Besides, healthy ecosystems provide civilization with vital services at no cost. Failing to restore those services would be like leaving a trillion-dollar gift unopened.

Actually, the gift is worth much more. Ten years ago, researchers led by environmental economist Robert Costanza estimated that just 17 key ecosystems provided civilization with services worth $145 trillion annually. Unfortunately, nations sacrificed as much as $20 trillion in services by degrading lands with deforestation, urbanization, and agriculture.

The damage has been extensive in Europe, where more than 80 percent of habitats are in poor condition and one in three pollinators are in decline. The new law sets legally binding goals for member countries to restore at least 20 percent of their land and sea areas by the end of this decade, and all damaged ecosystems by 2050.

In the process, the European Union will reap a wide variety of benefits.
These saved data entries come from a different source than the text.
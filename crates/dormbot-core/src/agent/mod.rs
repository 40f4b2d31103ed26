//! Keyword-level understanding of chatbot messages.
//!
//! - [`router`] classifies a message and finds the dormitories it names
//! - [`pricing`] answers "which dormitory is cheapest" questions

pub mod pricing;
pub mod router;

pub use pricing::{answer_cheapest_dorm_query, CheapestAnswer};
pub use router::{Intent, IntentRouter};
They will include nature’s ability to remove carbon dioxide from the atmosphere and make human settlements more resilient to global climate change. For example, wetlands and reforested watersheds will reduce floods as well as absorb CO2, recharge groundwater, and provide wildlife habitat.

In cities, permeable surfaces and green spaces reduce the cost of stormwater controls by absorbing rain where it falls. Urban forestry lowers inner-city temperatures, conserves energy, and saves lives during heat waves. Flowering plants that beautify cities attract and nourish the pollinating insects on which agriculture depends.

Barcelona, Edinburgh, Verona, and Vitoria-Gasteiz already are members of a growing Biophilic Cities Network, based on the work of the late scientist and naturalist Edward O. Wilson, who advocated closer contact between people and nature. Studies show such contact reduces stress, which emphases nature’s reintroduction to add beauty and services while giving residents closer contact with nature. Studies show that contacts improves mood, reduces stress, and is good for overall health.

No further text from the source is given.